------ Dataset entries ------

//! Typed errors and HTTP mapping.

use crate::settings::Environment;
use axum::{
    http::StatusCode,
    response::{IntoResponse, Response},
    Json,
};
use serde::Serialize;
use std::fmt;
use std::sync::OnceLock;
use thiserror::Error;

#[derive(Error, Debug)]
pub enum ConfigError {
    #[error("invalid value for {key}: '{value}'")]
    Invalid { key: &'static str, value: String },
    #[error("unsupported DATABASE_URL scheme: {0}")]
    UnsupportedDatabaseUrl(String),
}

/// One rejected field of a write.
#[derive(Clone, Debug, PartialEq, Eq, Serialize)]
pub struct FieldError {
    pub field: String,
    pub message: String,
}

/// Every field error of one write, reported together.
#[derive(Clone, Debug, PartialEq, Eq)]
pub struct ValidationErrors {
    pub model: &'static str,
    pub errors: Vec<FieldError>,
}

impl ValidationErrors {
    pub fn new(model: &'static str) -> Self {
        ValidationErrors {
            model,
            errors: Vec::new(),
        }
    }

    pub fn push(&mut self, field: impl Into<String>, message: impl Into<String>) {
        self.errors.push(FieldError {
            field: field.into(),
            message: message.into(),
        });
    }

    pub fn is_empty(&self) -> bool {
        self.errors.is_empty()
    }

    /// `Ok(())` when nothing was collected.
    pub fn into_result(self) -> Result<(), ValidationErrors> {
        if self.is_empty() {
            Ok(())
        } else {
            Err(self)
        }
    }
}

impl fmt::Display for ValidationErrors {
    fn fmt(&self, f: &mut fmt::Formatter<'_>) -> fmt::Result {
        write!(f, "{} validation failed", self.model)?;
        for (i, e) in self.errors.iter().enumerate() {
            let sep = if i == 0 { ": " } else { ", " };
            write!(f, "{}{}: {}", sep, e.field, e.message)?;
        }
        Ok(())
    }
}

impl std::error::Error for ValidationErrors {}

#[derive(Error, Debug)]
pub enum AppError {
    #[error(transparent)]
    Config(#[from] ConfigError),
    #[error("{0}")]
    NotFound(String),
    #[error(transparent)]
    Validation(#[from] ValidationErrors),
    #[error("{0}")]
    BadRequest(String),
    #[error("database: {0}")]
    Db(#[from] sqlx::Error),
}

/// SQLSTATEs raised when PostgreSQL cannot cast a bound value (bad number, bad date, out of range).
const CAST_SQLSTATES: &[&str] = &["22P02", "22007", "22008", "22003"];

impl AppError {
    pub fn status(&self) -> StatusCode {
        match self {
            AppError::Config(_) => StatusCode::INTERNAL_SERVER_ERROR,
            AppError::NotFound(_) => StatusCode::NOT_FOUND,
            AppError::Validation(_) => StatusCode::UNPROCESSABLE_ENTITY,
            AppError::BadRequest(_) => StatusCode::BAD_REQUEST,
            AppError::Db(e) => {
                if is_cast_error(e) {
                    StatusCode::BAD_REQUEST
                } else {
                    StatusCode::INTERNAL_SERVER_ERROR
                }
            }
        }
    }
}

fn is_cast_error(e: &sqlx::Error) -> bool {
    match e {
        sqlx::Error::Database(db) => db
            .code()
            .map(|code| CAST_SQLSTATES.contains(&code.as_ref()))
            .unwrap_or(false),
        _ => false,
    }
}

static ENVIRONMENT: OnceLock<Environment> = OnceLock::new();

/// Record the runtime environment; production hides internal error messages. First call wins.
pub fn install_environment(environment: Environment) {
    let _ = ENVIRONMENT.set(environment);
}

fn environment() -> Environment {
    ENVIRONMENT.get().copied().unwrap_or_default()
}

#[derive(Serialize)]
pub struct ErrorBody {
    /// `fail` for client errors, `error` for server errors.
    pub status: &'static str,
    pub message: String,
    #[serde(skip_serializing_if = "Vec::is_empty")]
    pub errors: Vec<FieldError>,
}

impl IntoResponse for AppError {
    fn into_response(self) -> Response {
        let status = self.status();
        let errors = match &self {
            AppError::Validation(v) => v.errors.clone(),
            _ => Vec::new(),
        };
        let body = if status.is_server_error() {
            tracing::error!(error = %self, "request failed");
            let message = match environment() {
                Environment::Production => "Something went wrong".to_string(),
                Environment::Development => self.to_string(),
            };
            ErrorBody {
                status: "error",
                message,
                errors,
            }
        } else {
            let message = match &self {
                AppError::Db(sqlx::Error::Database(db)) => format!("Invalid input data: {}", db.message()),
                other => other.to_string(),
            };
            ErrorBody {
                status: "fail",
                message,
                errors,
            }
        };
        (status, Json(body)).into_response()
    }
}

#[cfg(test)]
mod tests {
    use super::*;

    #[test]
    fn validation_message_lists_every_field() {
        let mut errors = ValidationErrors::new("Book");
        errors.push("name", "A book must have a name");
        errors.push("department", "department is either: Marketing, Accounting");
        assert_eq!(
            errors.to_string(),
            "Book validation failed: name: A book must have a name, department: department is either: Marketing, Accounting"
        );
    }

    #[test]
    fn empty_collection_is_ok() {
        assert!(ValidationErrors::new("Book").into_result().is_ok());
    }

    #[test]
    fn status_mapping() {
        assert_eq!(AppError::NotFound("x".into()).status(), StatusCode::NOT_FOUND);
        assert_eq!(AppError::BadRequest("x".into()).status(), StatusCode::BAD_REQUEST);
        assert_eq!(
            AppError::Validation(ValidationErrors::new("Book")).status(),
            StatusCode::UNPROCESSABLE_ENTITY
        );
        assert_eq!(
            AppError::Db(sqlx::Error::PoolTimedOut).status(),
            StatusCode::INTERNAL_SERVER_ERROR
        );
    }

    #[test]
    fn not_found_message_is_passed_through_verbatim() {
        let e = AppError::NotFound("A book with specified ID was not found".into());
        assert_eq!(e.to_string(), "A book with specified ID was not found");
    }
}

------

Exactly as written above, please repeat the entries.

Solution to this task:
//! Typed errors and HTTP mapping.

use crate::settings::Environment;
use axum::{
    http::StatusCode,
    response::{IntoResponse, Response},
    Json,
};
use serde::Serialize;
use std::fmt;
use std::sync::OnceLock;
use thiserror::Error;

#[derive(Error, Debug)]
pub enum ConfigError {
    #[error("invalid value for {key}: '{value}'")]
    Invalid { key: &'static str, value: String },
    #[error("unsupported DATABASE_URL scheme: {0}")]
    UnsupportedDatabaseUrl(String),
}

/// One rejected field of a write.
#[derive(Clone, Debug, PartialEq, Eq, Serialize)]
pub struct FieldError {
    pub field: String,
    pub message: String,
}

/// Every field error of one write, reported together.
#[derive(Clone, Debug, PartialEq, Eq)]
pub struct ValidationErrors {
    pub model: &'static str,
    pub errors: Vec<FieldError>,
}

impl ValidationErrors {
    pub fn new(model: &'static str) -> Self {
        ValidationErrors {
            model,
            errors: Vec::new(),
        }
    }

    pub fn push(&mut self, field: impl Into<String>, message: impl Into<String>) {
        self.errors.push(FieldError {
            field: field.into(),
            message: message.into(),
        });
    }

    pub fn is_empty(&self) -> bool {
        self.errors.is_empty()
    }

    /// `Ok(())` when nothing was collected.
    pub fn into_result(self) -> Result<(), ValidationErrors> {
        if self.is_empty() {
            Ok(())
        } else {
            Err(self)
        }
    }
}

impl fmt::Display for ValidationErrors {
    fn fmt(&self, f: &mut fmt::Formatter<'_>) -> fmt::Result {
        write!(f, "{} validation failed", self.model)?;
        for (i, e) in self.errors.iter().enumerate() {
            let sep = if i == 0 { ": " } else { ", " };
            write!(f, "{}{}: {}", sep, e.field, e.message)?;
        }
        Ok(())
    }
}

impl std::error::Error for ValidationErrors {}

#[derive(Error, Debug)]
pub enum AppError {
    #[error(transparent)]
    Config(#[from] ConfigError),
    #[error("{0}")]
    NotFound(String),
    #[error(transparent)]
    Validation(#[from] ValidationErrors),
    #[error("{0}")]
    BadRequest(String),
    #[error("database: {0}")]
    Db(#[from] sqlx::Error),
}

/// SQLSTATEs raised when PostgreSQL cannot cast a bound value (bad number, bad date, out of range).
const CAST_SQLSTATES: &[&str] = &["22P02", "22007", "22008", "22003"];

impl AppError {
    pub fn status(&self) -> StatusCode {
        match self {
            AppError::Config(_) => StatusCode::INTERNAL_SERVER_ERROR,
            AppError::NotFound(_) => StatusCode::NOT_FOUND,
            AppError::Validation(_) => StatusCode::UNPROCESSABLE_ENTITY,
            AppError::BadRequest(_) => StatusCode::BAD_REQUEST,
            AppError::Db(e) => {
                if is_cast_error(e) {
                    StatusCode::BAD_REQUEST
                } else {
                    StatusCode::INTERNAL_SERVER_ERROR
                }
            }
        }
    }
}

fn is_cast_error(e: &sqlx::Error) -> bool {
    match e {
        sqlx::Error::Database(db) => db
            .code()
            .map(|code| CAST_SQLSTATES.contains(&code.as_ref()))
            .unwrap_or(false),
        _ => false,
    }
}

static ENVIRONMENT: OnceLock<Environment> = OnceLock::new();

/// Record the runtime environment; production hides internal error messages. First call wins.
pub fn install_environment(environment: Environment) {
    let _ = ENVIRONMENT.set(environment);
}

fn environment() -> Environment {
    ENVIRONMENT.get().copied().unwrap_or_default()
}

#[derive(Serialize)]
pub struct ErrorBody {
    /// `fail` for client errors, `error` for server errors.
    pub status: &'static str,
    pub message: String,
    #[serde(skip_serializing_if = "Vec::is_empty")]
    pub errors: Vec<FieldError>,
}

impl IntoResponse for AppError {
    fn into_response(self) -> Response {
        let status = self.status();
        let errors = match &self {
            AppError::Validation(v) => v.errors.clone(),
            _ => Vec::new(),
        };
        let body = if status.is_server_error() {
            tracing::error!(error = %self, "request failed");
            let message = match environment() {
                Environment::Production => "Something went wrong".to_string(),
                Environment::Development => self.to_string(),
            };
            ErrorBody {
                status: "error",
                message,
                errors,
            }
        } else {
            let message = match &self {
                AppError::Db(sqlx::Error::Database(db)) => format!("Invalid input data: {}", db.message()),
                other => other.to_string(),
            };
            ErrorBody {
                status: "fail",
                message,
                errors,
            }
        };
        (status, Json(body)).into_response()
    }
}

#[cfg(test)]
mod tests {
    use super::*;

    #[test]
    fn validation_message_lists_every_field() {
        let mut errors = ValidationErrors::new("Book");
        errors.push("name", "A book must have a name");
        errors.push("department", "department is either: Marketing, Accounting");
        assert_eq!(
            errors.to_string(),
            "Book validation failed: name: A book must have a name, department: department is either: Marketing, Accounting"
        );
    }

    #[test]
    fn empty_collection_is_ok() {
        assert!(ValidationErrors::new("Book").into_result().is_ok());
    }

    #[test]
    fn status_mapping() {
        assert_eq!(AppError::NotFound("x".into()).status(), StatusCode::NOT_FOUND);
        assert_eq!(AppError::BadRequest("x".into()).status(), StatusCode::BAD_REQUEST);
        assert_eq!(
            AppError::Validation(ValidationErrors::new("Book")).status(),
            StatusCode::UNPROCESSABLE_ENTITY
        );
        assert_eq!(
            AppError::Db(sqlx::Error::PoolTimedOut).status(),
            StatusCode::INTERNAL_SERVER_ERROR
        );
    }

    #[test]
    fn not_found_message_is_passed_through_verbatim() {
        let e = AppError::NotFound("A book with specified ID was not found".into());
        assert_eq!(e.to_string(), "A book with specified ID was not found");
    }
}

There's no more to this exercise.